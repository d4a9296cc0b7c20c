//! Report rendering
//!
//! Turns pipeline reports into the text summaries and JSON documents the
//! commands print.

use anyhow::Result;
use serde::Serialize;
use tmxdedup_core::{AnalysisReport, DedupReport, UnitStatus, UnitVerdict};

/// Render the summary printed after a full deduplication run
pub fn render_run_text(report: &DedupReport) -> String {
    let mut out = String::new();
    out.push_str(&format!("Encoding:         {}\n", report.encoding));
    out.push_str(&format!("Units kept:       {}\n", report.kept));
    out.push_str(&format!("Units deleted:    {}\n", report.deleted));
    out.push_str(&format!("Duplicate groups: {}\n", report.groups));
    out.push_str(&format!("Invalid spans:    {}\n", report.skipped));
    out.push_str(&format!("Unkeyed units:    {}\n", report.unkeyed));
    out
}

/// Render the analysis report as human-readable text
pub fn render_analysis_text(report: &AnalysisReport) -> String {
    let mut out = String::new();
    out.push_str(&format!("Encoding:         {}\n", report.encoding));
    out.push_str(&format!("Duplicate groups: {}\n", report.groups));
    out.push_str(&format!("Invalid spans:    {}\n", report.skipped));
    out.push_str(&format!("Unkeyed units:    {}\n", report.unkeyed));

    if report.verdicts.is_empty() {
        out.push_str("\nNo duplicates found.\n");
        return out;
    }

    out.push('\n');
    for verdict in &report.verdicts {
        let marker = match verdict.status {
            UnitStatus::Keep => "keep  ",
            UnitStatus::Delete => "delete",
        };
        out.push_str(&format!(
            "{marker}  {} => {}",
            verdict.source_text, verdict.target_text
        ));
        if !verdict.creation_id.is_empty() {
            out.push_str(&format!("  [creationid={}]", verdict.creation_id));
        }
        if !verdict.change_id.is_empty() {
            out.push_str(&format!("  [changeid={}]", verdict.change_id));
        }
        out.push('\n');
    }
    out
}

#[derive(Serialize)]
struct AnalysisJson<'a> {
    encoding: &'a str,
    groups: u64,
    skipped: u64,
    unkeyed: u64,
    verdicts: &'a [UnitVerdict],
}

/// Render the analysis report as a JSON document
pub fn render_analysis_json(report: &AnalysisReport) -> Result<String> {
    let doc = AnalysisJson {
        encoding: &report.encoding,
        groups: report.groups,
        skipped: report.skipped,
        unkeyed: report.unkeyed,
        verdicts: &report.verdicts,
    };
    Ok(serde_json::to_string_pretty(&doc)?)
}

#[cfg(test)]
mod tests {
    use super::*;

    fn sample_analysis() -> AnalysisReport {
        AnalysisReport {
            verdicts: vec![
                UnitVerdict {
                    source_text: "Hello".into(),
                    target_text: "Bonjour".into(),
                    creation_id: "alice".into(),
                    change_id: String::new(),
                    creation_date: String::new(),
                    change_date: String::new(),
                    status: UnitStatus::Keep,
                },
                UnitVerdict {
                    source_text: "Hello".into(),
                    target_text: "Salut".into(),
                    creation_id: String::new(),
                    change_id: String::new(),
                    creation_date: String::new(),
                    change_date: String::new(),
                    status: UnitStatus::Delete,
                },
            ],
            groups: 1,
            skipped: 0,
            unkeyed: 0,
            encoding: "utf-8".into(),
        }
    }

    #[test]
    fn text_report_lists_verdicts() {
        let text = render_analysis_text(&sample_analysis());
        assert!(text.contains("Duplicate groups: 1"));
        assert!(text.contains("keep    Hello => Bonjour  [creationid=alice]"));
        assert!(text.contains("delete  Hello => Salut"));
    }

    #[test]
    fn json_report_is_valid_json() {
        let json = render_analysis_json(&sample_analysis()).unwrap();
        let value: serde_json::Value = serde_json::from_str(&json).unwrap();
        assert_eq!(value["groups"], 1);
        assert_eq!(value["verdicts"][0]["status"], "keep");
        assert_eq!(value["verdicts"][1]["status"], "delete");
    }

    #[test]
    fn run_summary_includes_counts() {
        let report = DedupReport {
            kept: 10,
            deleted: 3,
            skipped: 1,
            unkeyed: 0,
            groups: 2,
            encoding: "windows-1252".into(),
            blobs: Vec::new(),
        };
        let text = render_run_text(&report);
        assert!(text.contains("Units kept:       10"));
        assert!(text.contains("Units deleted:    3"));
        assert!(text.contains("windows-1252"));
    }
}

■ **Task details**
Show every line of the entries above where the word "Result" occurs.

■ **Output of the exercise**
use anyhow::Result;
pub fn render_analysis_json(report: &AnalysisReport) -> Result<String> {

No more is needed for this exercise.